The Russian espionage agent scrubbed at his face with both hands, yawned and lit another cigarette. He waved a finger at the tuxedoed bartender and pointed to his empty glass. A few moments later the silent man appeared with a fresh Maker’s Mark on the rocks and whisked away the empty all in one motion. Zarubin took a small appreciative sip and reminded himself not to drink too much; the night was far from over and he needed his wits about him.
Watts, his contact at Donovan’s supposedly top secret training school in Fairfax, had called him at the embassy that morning, giving him the single code word Shakespeare, which meant that his cover had been blown and that he was in need of assistance. Zarubin gave the appropriate response and then hung up. From that point on everything became automatic.
Zarubin’s response to Watts, or James Maddox, was one of seven different possibilities. This particular plan, ‘Pencil,’ called for Maddox to fly out of Washington on the first available flight to either New York or Boston, whichever came first. A car would be waiting for him at both airports, which he would then drive north to Portland. When he arrived he was to book himself into one of the tourist camps on the outskirts of the small city. At midnight he was to drive into the downtown area, park in front of the Falmouth and wait for Zarubin to appear.

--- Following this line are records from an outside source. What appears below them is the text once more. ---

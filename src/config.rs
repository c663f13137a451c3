//! Connection parameters.
//!
//! A [`LinkConfig`] is supplied by the caller when a link is opened and stays
//! immutable for the lifetime of the session.  [`LinkConfig::validate`] runs
//! before any I/O so a bad combination never touches the channel.

use std::fmt;
use std::str::FromStr;
use std::time::Duration;

use thiserror::Error;

use crate::frame::Address;

/// Default line rate in bits per second.
pub const DEFAULT_BAUD_RATE: u32 = 9600;
/// Default per-attempt timeout in seconds.
pub const DEFAULT_TIMEOUT_SECS: u64 = 3;
/// Default number of transmissions per exchange.
pub const DEFAULT_RETRANSMISSIONS: u32 = 3;
/// Consecutive rejections tolerated by the receive half before giving up.
pub const DEFAULT_MAX_REJECTIONS: u32 = 10;
/// How long a single transport read waits before reporting "no byte yet".
pub const DEFAULT_POLL_INTERVAL: Duration = Duration::from_millis(100);

/// Which side of the handshake this endpoint plays.
#[derive(Debug, Clone, Copy, PartialEq, Eq, Hash)]
pub enum Role {
    /// Sends SET and DISC, drives retransmission of the handshakes.
    Initiator,
    /// Waits for SET and DISC.
    Responder,
}

impl Role {
    /// Address stamped on frames this role originates.
    pub fn local_address(self) -> Address {
        match self {
            Self::Initiator => Address::Initiator,
            Self::Responder => Address::Responder,
        }
    }

    /// Address expected on frames coming from the peer.
    pub fn peer_address(self) -> Address {
        match self {
            Self::Initiator => Address::Responder,
            Self::Responder => Address::Initiator,
        }
    }
}

impl fmt::Display for Role {
    fn fmt(&self, f: &mut fmt::Formatter<'_>) -> fmt::Result {
        match self {
            Self::Initiator => write!(f, "initiator"),
            Self::Responder => write!(f, "responder"),
        }
    }
}

impl FromStr for Role {
    type Err = ConfigError;

    fn from_str(s: &str) -> Result<Self, Self::Err> {
        match s.to_ascii_lowercase().as_str() {
            "tx" | "initiator" => Ok(Self::Initiator),
            "rx" | "responder" => Ok(Self::Responder),
            _ => Err(ConfigError::UnknownRole(s.to_owned())),
        }
    }
}

/// Errors raised by [`LinkConfig::validate`] and [`Role::from_str`].
#[derive(Debug, Clone, PartialEq, Eq, Error)]
pub enum ConfigError {
    #[error("unknown role {0:?} (expected tx/initiator or rx/responder)")]
    UnknownRole(String),
    #[error("channel identifier is empty")]
    EmptyChannel,
    #[error("timeout must be at least one second")]
    ZeroTimeout,
    #[error("at least one transmission per exchange is required")]
    ZeroRetransmissions,
    #[error("rejection limit must be at least one")]
    ZeroRejectionLimit,
    #[error("poll interval must be non-zero")]
    ZeroPollInterval,
}

/// Parameters for one link session.
#[derive(Debug, Clone, PartialEq, Eq)]
pub struct LinkConfig {
    pub role: Role,
    /// Channel identifier, e.g. `/dev/ttyS0`.
    pub channel: String,
    /// Line rate in bits per second.
    pub baud_rate: u32,
    /// Per-attempt reply timeout, whole seconds.
    pub timeout_secs: u64,
    /// Transmissions allowed per exchange (first send included).
    pub max_retransmissions: u32,
    /// Consecutive invalid frames tolerated by `receive`.
    pub max_rejections: u32,
    /// Upper bound on a single blocking read.
    pub poll_interval: Duration,
}

impl LinkConfig {
    /// Parameters with defaults for everything except role and channel.
    pub fn new(role: Role, channel: impl Into<String>) -> Self {
        Self {
            role,
            channel: channel.into(),
            baud_rate: DEFAULT_BAUD_RATE,
            timeout_secs: DEFAULT_TIMEOUT_SECS,
            max_retransmissions: DEFAULT_RETRANSMISSIONS,
            max_rejections: DEFAULT_MAX_REJECTIONS,
            poll_interval: DEFAULT_POLL_INTERVAL,
        }
    }

    pub fn with_baud_rate(mut self, baud_rate: u32) -> Self {
        self.baud_rate = baud_rate;
        self
    }

    pub fn with_timeout_secs(mut self, secs: u64) -> Self {
        self.timeout_secs = secs;
        self
    }

    pub fn with_retransmissions(mut self, n: u32) -> Self {
        self.max_retransmissions = n;
        self
    }

    pub fn with_max_rejections(mut self, n: u32) -> Self {
        self.max_rejections = n;
        self
    }

    pub fn with_poll_interval(mut self, interval: Duration) -> Self {
        self.poll_interval = interval;
        self
    }

    /// Per-attempt timeout as a [`Duration`].
    pub fn timeout(&self) -> Duration {
        Duration::from_secs(self.timeout_secs)
    }

    /// Reject parameter combinations the protocol cannot run with.
    pub fn validate(&self) -> Result<(), ConfigError> {
        if self.channel.trim().is_empty() {
            return Err(ConfigError::EmptyChannel);
        }
        if self.timeout_secs == 0 {
            return Err(ConfigError::ZeroTimeout);
        }
        if self.max_retransmissions == 0 {
            return Err(ConfigError::ZeroRetransmissions);
        }
        if self.max_rejections == 0 {
            return Err(ConfigError::ZeroRejectionLimit);
        }
        if self.poll_interval.is_zero() {
            return Err(ConfigError::ZeroPollInterval);
        }
        Ok(())
    }
}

Immediately after receiving the call from Maddox, Zarubin had begun making his own preparations for the trip north; Maddox knew far too much, including the names of several other illegals within Donovan’s group and more than one of Zarubin’s people in New York. Worse, his capture could easily upset the trail he was following to capture the elusive Comrade Levitsky and his damning evidence.
He had to be whisked away before there was the slightest chance of his being quizzed. Only the day before he’d received a coded cable from London advising him that Morris Black, the ex-Scotland Yard detective who’d suddenly appeared with Fleming and the unidentified woman, had previously headed up the Interrogation Division of the SOE training school at Beaulieu Abbey.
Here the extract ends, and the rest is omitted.